AIM OF THE TASK:
Take the data below and extract the lines from the one with "pub const TIMESTAMP_SHIFT: u64 = 23;" to the one with "let counter = (counter", inclusive, exactly as written.

*** THE INPUT ***

use crate::{BASE58, Base58Formatter, Components, Error, Field, Result};
use core::{fmt, str::FromStr};
use std::time::{Duration, SystemTime, UNIX_EPOCH};

/// A 64-bit, time-sortable identifier.
///
/// - 41 bits timestamp (ms since [`Glyph::EPOCH_MILLIS`])
/// - 11 bits counter (per scope, per millisecond)
/// - 12 bits content type
///
/// ```text
///  Bit Index:  63             23 22           12 11                0
///              +----------------+---------------+------------------+
///  Field:      | timestamp (41) | counter (11)  | content type (12)|
///              +----------------+---------------+------------------+
///              |<----- MSB ---------- 64 bits --------- LSB ------>|
/// ```
///
/// A glyph is immutable: there are no setters, and every view (`to_bytes`,
/// `to_hex`, `to_base58`, `counter`, ...) is a pure function of the stored
/// integer. Equality, ordering and hashing are those of the integer, so a
/// glyph with a later timestamp (or the same timestamp and a larger counter)
/// compares greater.
#[derive(Copy, Clone, PartialEq, Eq, PartialOrd, Ord, Hash)]
#[repr(transparent)]
pub struct Glyph {
    id: u64,
}

impl Glyph {
    /// Glyph epoch: Wednesday, January 1, 2020 00:00:00 UTC, in Unix
    /// milliseconds.
    pub const EPOCH_MILLIS: u64 = 1_577_836_800_000;

    /// Bitmask for the 41-bit timestamp field. Occupies bits 23 through 63.
    pub const TIMESTAMP_MASK: u64 = (1 << 41) - 1;

    /// Bitmask for the 11-bit counter field. Occupies bits 12 through 22.
    pub const COUNTER_MASK: u64 = (1 << 11) - 1;

    /// Bitmask for the 12-bit content type field. Occupies bits 0 through 11.
    pub const CONTENT_TYPE_MASK: u64 = (1 << 12) - 1;

    pub const TIMESTAMP_SHIFT: u64 = 23;
    pub const COUNTER_SHIFT: u64 = 12;
    pub const CONTENT_TYPE_SHIFT: u64 = 0;

    pub const MAX_COUNTER: u16 = Self::COUNTER_MASK as u16;
    pub const MAX_CONTENT_TYPE: u16 = Self::CONTENT_TYPE_MASK as u16;

    /// Last Unix millisecond representable in the 41-bit window (2089-09-06).
    pub const MAX_NOW_MILLIS: u64 = Self::EPOCH_MILLIS + Self::TIMESTAMP_MASK;

    /// Width of the base58 text form.
    pub const STRING_LEN: usize = 11;
    /// Width of the binary form.
    pub const BYTES_LEN: usize = 8;
    /// Width of the hex form.
    pub const HEX_LEN: usize = 16;

    pub const MIN: Self = Self::from_raw(0);
    pub const MAX: Self = Self::from_raw(u64::MAX);

    const fn pack(timestamp_delta: u64, counter: u64, content_type: u64) -> Self {
        let timestamp = (timestamp_delta & Self::TIMESTAMP_MASK) << Self::TIMESTAMP_SHIFT;
        let counter = (counter & Self::COUNTER_MASK) << Self::COUNTER_SHIFT;
        let content_type = (content_type & Self::CONTENT_TYPE_MASK) << Self::CONTENT_TYPE_SHIFT;
        Self {
            id: timestamp | counter | content_type,
        }
    }

    /// Wraps a raw 64-bit value. Every `u64` is a valid glyph.
    pub const fn from_raw(raw: u64) -> Self {
        Self { id: raw }
    }

    /// Builds a glyph from an integer of any width.
    ///
    /// # Errors
    ///
    /// Returns [`Error::OutOfRange`] unless `0 <= value <= u64::MAX`.
    ///
    /// # Example
    /// ```
    /// use aztecglyph::Glyph;
    ///
    /// assert_eq!(Glyph::try_from_int(42).unwrap().to_raw(), 42);
    /// assert!(Glyph::try_from_int(-1).is_err());
    /// assert!(Glyph::try_from_int(1_i128 << 64).is_err());
    /// ```
    pub fn try_from_int(value: impl Into<i128>) -> Result<Self> {
        let value = value.into();
        u64::try_from(value)
            .map(Self::from_raw)
            .map_err(|_| Error::out_of_range(Field::Int, value))
    }

    /// Builds a glyph from its 8-byte big-endian form.
    pub const fn from_be_bytes(bytes: [u8; 8]) -> Self {
        Self::from_raw(u64::from_be_bytes(bytes))
    }

    /// Builds a glyph from a byte slice holding its big-endian form.
    ///
    /// # Errors
    ///
    /// Returns [`Error::InvalidLength`] unless the slice is exactly 8 bytes.
    pub fn try_from_bytes(bytes: &[u8]) -> Result<Self> {
        let bytes: [u8; 8] = bytes.try_into().map_err(|_| Error::InvalidLength {
            expected: Self::BYTES_LEN,
            actual: bytes.len(),
        })?;
        Ok(Self::from_be_bytes(bytes))
    }

    /// Parses the 11-character base58 text form.
    ///
    /// # Errors
    ///
    /// - [`Error::InvalidLength`] unless the text is exactly 11 characters.
    /// - [`Error::InvalidSymbol`] if a character is outside [`BASE58`].
    /// - [`Error::OutOfRange`] if the text encodes a value above `u64::MAX`
    ///   (anything past `"jpXCZedGfVQ"`).
    ///
    /// # Example
    /// ```
    /// use aztecglyph::Glyph;
    ///
    /// let glyph = Glyph::from_base58("11111111112").unwrap();
    /// assert_eq!(glyph.to_raw(), 1);
    /// assert!(Glyph::from_base58("1111111111").is_err());
    /// ```
    pub fn from_base58(text: &str) -> Result<Self> {
        let actual = text.chars().count();
        if actual != Self::STRING_LEN {
            return Err(Error::InvalidLength {
                expected: Self::STRING_LEN,
                actual,
            });
        }
        BASE58.decode(text).map(Self::from_raw)
    }

    /// Parses the 16-character hex form. Upper- and lowercase digits are both
    /// accepted.
    ///
    /// # Errors
    ///
    /// - [`Error::InvalidLength`] unless the text is exactly 16 characters.
    /// - [`Error::InvalidSymbol`] if a character is not a hex digit.
    pub fn from_hex(text: &str) -> Result<Self> {
        let actual = text.chars().count();
        if actual != Self::HEX_LEN {
            return Err(Error::InvalidLength {
                expected: Self::HEX_LEN,
                actual,
            });
        }
        if let Some((index, symbol)) = text.char_indices().find(|(_, c)| !c.is_ascii()) {
            return Err(Error::InvalidSymbol { symbol, index });
        }
        let mut bytes = [0_u8; 8];
        hex::decode_to_slice(text, &mut bytes).map_err(|err| match err {
            hex::FromHexError::InvalidHexCharacter { c, index } => Error::InvalidSymbol {
                symbol: c,
                index,
            },
            hex::FromHexError::OddLength | hex::FromHexError::InvalidStringLength => {
                Error::InvalidLength {
                    expected: Self::HEX_LEN,
                    actual,
                }
            }
        })?;
        Ok(Self::from_be_bytes(bytes))
    }

    /// Packs explicit components into a glyph.
    ///
    /// `now_millis` is a Unix timestamp in milliseconds. Use [`Components`]
    /// when some of the values should be defaulted.
    ///
    /// # Errors
    ///
    /// Returns [`Error::OutOfRange`] if `counter > 2047`,
    /// `content_type > 4095`, or `now_millis` lies outside
    /// [`Glyph::EPOCH_MILLIS`]`..=`[`Glyph::MAX_NOW_MILLIS`].
    ///
    /// # Example
    /// ```
    /// use aztecglyph::Glyph;
    ///
    /// let glyph = Glyph::from_components(0, 0, Glyph::EPOCH_MILLIS).unwrap();
    /// assert_eq!(glyph.to_raw(), 0);
    /// assert_eq!(glyph.to_base58(), "11111111111");
    /// ```
    pub fn from_components(counter: u16, content_type: u16, now_millis: u64) -> Result<Self> {
        if counter > Self::MAX_COUNTER {
            return Err(Error::out_of_range(Field::Counter, counter));
        }
        if content_type > Self::MAX_CONTENT_TYPE {
            return Err(Error::out_of_range(Field::ContentType, content_type));
        }
        if !(Self::EPOCH_MILLIS..=Self::MAX_NOW_MILLIS).contains(&now_millis) {
            return Err(Error::out_of_range(Field::Timestamp, now_millis));
        }
        Ok(Self::pack(
            now_millis - Self::EPOCH_MILLIS,
            u64::from(counter),
            u64::from(content_type),
        ))
    }

    /// Creates a glyph stamped with the current wall-clock time and a random
    /// counter and content type.
    ///
    /// # Errors
    ///
    /// Returns [`Error::OutOfRange`] if the system clock lies outside the
    /// 41-bit window.
    pub fn generate() -> Result<Self> {
        Components::new().build()
    }

    /// The underlying integer.
    pub const fn to_raw(&self) -> u64 {
        self.id
    }

    /// The 8-byte big-endian form.
    pub const fn to_bytes(&self) -> [u8; 8] {
        self.id.to_be_bytes()
    }

    /// The 16-character lowercase hex form.
    pub fn to_hex(&self) -> String {
        hex::encode(self.to_bytes())
    }

    /// The 11-character base58 form, left-padded with `'1'`.
    pub fn to_base58(&self) -> String {
        self.encode().as_str().to_owned()
    }

    /// Returns a stack-allocated formatter holding the base58 form.
    ///
    /// ```
    /// use aztecglyph::Glyph;
    ///
    /// let glyph = Glyph::from_raw(u64::MAX);
    /// assert_eq!(glyph.encode(), "jpXCZedGfVQ");
    /// ```
    pub fn encode(&self) -> Base58Formatter {
        Base58Formatter::new(self)
    }

    /// Milliseconds since [`Glyph::EPOCH_MILLIS`].
    pub const fn timestamp_delta(&self) -> u64 {
        (self.id >> Self::TIMESTAMP_SHIFT) & Self::TIMESTAMP_MASK
    }

    /// The creation time in Unix milliseconds.
    pub const fn timestamp_millis(&self) -> u64 {
        Self::EPOCH_MILLIS + self.timestamp_delta()
    }

    /// The creation time as a [`SystemTime`].
    pub fn system_time(&self) -> SystemTime {
        UNIX_EPOCH + Duration::from_millis(self.timestamp_millis())
    }

    /// The creation time as a UTC calendar time.
    #[cfg(feature = "chrono")]
    pub fn datetime(&self) -> chrono::DateTime<chrono::Utc> {
        // The 41-bit window ends in 2089, well inside chrono's range.
        chrono::DateTime::from_timestamp_millis(self.timestamp_millis() as i64)
            .unwrap_or(chrono::DateTime::UNIX_EPOCH)
    }

    pub const fn counter(&self) -> u16 {
        ((self.id >> Self::COUNTER_SHIFT) & Self::COUNTER_MASK) as u16
    }

    pub const fn content_type(&self) -> u16 {
        ((self.id >> Self::CONTENT_TYPE_SHIFT) & Self::CONTENT_TYPE_MASK) as u16
    }
}

impl fmt::Display for Glyph {
    fn fmt(&self, f: &mut fmt::Formatter<'_>) -> fmt::Result {
        f.write_str(self.encode().as_str())
    }
}

impl fmt::Debug for Glyph {
    fn fmt(&self, f: &mut fmt::Formatter<'_>) -> fmt::Result {
        f.debug_struct("Glyph")
            .field("base58", &self.encode().as_str())
            .field("raw", &format_args!("{:#018x}", self.id))
            .field("timestamp_millis", &self.timestamp_millis())
            .field("counter", &self.counter())
            .field("content_type", &self.content_type())
            .finish()
    }
}

impl FromStr for Glyph {
    type Err = Error;

    fn from_str(s: &str) -> Result<Self> {
        Self::from_base58(s)
    }
}

impl TryFrom<&str> for Glyph {
    type Error = Error;

    fn try_from(s: &str) -> Result<Self> {
        Self::from_base58(s)
    }
}

impl TryFrom<&[u8]> for Glyph {
    type Error = Error;

    fn try_from(bytes: &[u8]) -> Result<Self> {
        Self::try_from_bytes(bytes)
    }
}

impl TryFrom<i128> for Glyph {
    type Error = Error;

    fn try_from(value: i128) -> Result<Self> {
        Self::try_from_int(value)
    }
}

impl From<u64> for Glyph {
    fn from(raw: u64) -> Self {
        Self::from_raw(raw)
    }
}

impl From<[u8; 8]> for Glyph {
    fn from(bytes: [u8; 8]) -> Self {
        Self::from_be_bytes(bytes)
    }
}

impl From<Glyph> for u64 {
    fn from(glyph: Glyph) -> Self {
        glyph.to_raw()
    }
}

impl From<Glyph> for [u8; 8] {
    fn from(glyph: Glyph) -> Self {
        glyph.to_bytes()
    }
}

*** End of THE INPUT ***

ANSWER:
    pub const TIMESTAMP_SHIFT: u64 = 23;
    pub const COUNTER_SHIFT: u64 = 12;
    pub const CONTENT_TYPE_SHIFT: u64 = 0;

    pub const MAX_COUNTER: u16 = Self::COUNTER_MASK as u16;
    pub const MAX_CONTENT_TYPE: u16 = Self::CONTENT_TYPE_MASK as u16;

    /// Last Unix millisecond representable in the 41-bit window (2089-09-06).
    pub const MAX_NOW_MILLIS: u64 = Self::EPOCH_MILLIS + Self::TIMESTAMP_MASK;

    /// Width of the base58 text form.
    pub const STRING_LEN: usize = 11;
    /// Width of the binary form.
    pub const BYTES_LEN: usize = 8;
    /// Width of the hex form.
    pub const HEX_LEN: usize = 16;

    pub const MIN: Self = Self::from_raw(0);
    pub const MAX: Self = Self::from_raw(u64::MAX);

    const fn pack(timestamp_delta: u64, counter: u64, content_type: u64) -> Self {
        let timestamp = (timestamp_delta & Self::TIMESTAMP_MASK) << Self::TIMESTAMP_SHIFT;
        let counter = (counter & Self::COUNTER_MASK) << Self::COUNTER_SHIFT;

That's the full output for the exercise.